• **RECORDS SUPPLIED**:
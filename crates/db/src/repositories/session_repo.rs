//! Repository for `user_sessions`.
//!
//! A session is live while it is neither revoked nor expired. Refresh
//! tokens are single-use: [`SessionRepo::rotate`] retires the presented
//! token and stores its successor in one transaction, so a token replayed
//! concurrently yields at most one successor.

use propgo_core::types::DbId;
use sqlx::PgPool;

use crate::models::session::{NewSession, UserSession};

const COLUMNS: &str = "id, user_id, refresh_token_hash, expires_at, is_revoked, \
                        user_agent, created_at, updated_at";

const INSERT: &str = "INSERT INTO user_sessions (user_id, refresh_token_hash, expires_at, user_agent)
                      VALUES ($1, $2, $3, $4)";

pub struct SessionRepo;

impl SessionRepo {
    /// Start a session for `user_id` (signup and login).
    pub async fn create(
        pool: &PgPool,
        user_id: DbId,
        session: &NewSession,
    ) -> Result<UserSession, sqlx::Error> {
        let query = format!("{INSERT} RETURNING {COLUMNS}");
        sqlx::query_as::<_, UserSession>(&query)
            .bind(user_id)
            .bind(&session.refresh_token_hash)
            .bind(session.expires_at)
            .bind(&session.user_agent)
            .fetch_one(pool)
            .await
    }

    /// Exchange the live session holding `presented_hash` for `next`.
    ///
    /// Returns the new session, or `None` (and changes nothing) when the
    /// presented token is unknown, revoked, or expired.
    pub async fn rotate(
        pool: &PgPool,
        presented_hash: &str,
        next: &NewSession,
    ) -> Result<Option<UserSession>, sqlx::Error> {
        let mut tx = pool.begin().await?;

        let user_id: Option<DbId> = sqlx::query_scalar(
            "UPDATE user_sessions SET is_revoked = true, updated_at = NOW()
             WHERE refresh_token_hash = $1
               AND is_revoked = false
               AND expires_at > NOW()
             RETURNING user_id",
        )
        .bind(presented_hash)
        .fetch_optional(&mut *tx)
        .await?;

        let Some(user_id) = user_id else {
            return Ok(None);
        };

        let query = format!("{INSERT} RETURNING {COLUMNS}");
        let session = sqlx::query_as::<_, UserSession>(&query)
            .bind(user_id)
            .bind(&next.refresh_token_hash)
            .bind(next.expires_at)
            .bind(&next.user_agent)
            .fetch_one(&mut *tx)
            .await?;

        tx.commit().await?;
        Ok(Some(session))
    }

    /// Revoke the session holding `hash` (logout). Returns the owning user
    /// when a live session was revoked.
    pub async fn revoke_by_hash(pool: &PgPool, hash: &str) -> Result<Option<DbId>, sqlx::Error> {
        sqlx::query_scalar(
            "UPDATE user_sessions SET is_revoked = true, updated_at = NOW()
             WHERE refresh_token_hash = $1 AND is_revoked = false
             RETURNING user_id",
        )
        .bind(hash)
        .fetch_optional(pool)
        .await
    }

    /// Revoke every live session of a user. Returns how many were revoked.
    pub async fn revoke_all_for_user(pool: &PgPool, user_id: DbId) -> Result<u64, sqlx::Error> {
        let result = sqlx::query(
            "UPDATE user_sessions SET is_revoked = true, updated_at = NOW()
             WHERE user_id = $1 AND is_revoked = false",
        )
        .bind(user_id)
        .execute(pool)
        .await?;
        Ok(result.rows_affected())
    }
}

• **WORK ITEM**: Across the entries above, how many lines include the word "WHERE"? Give only the number.

• **COMPLETED TASK**: 3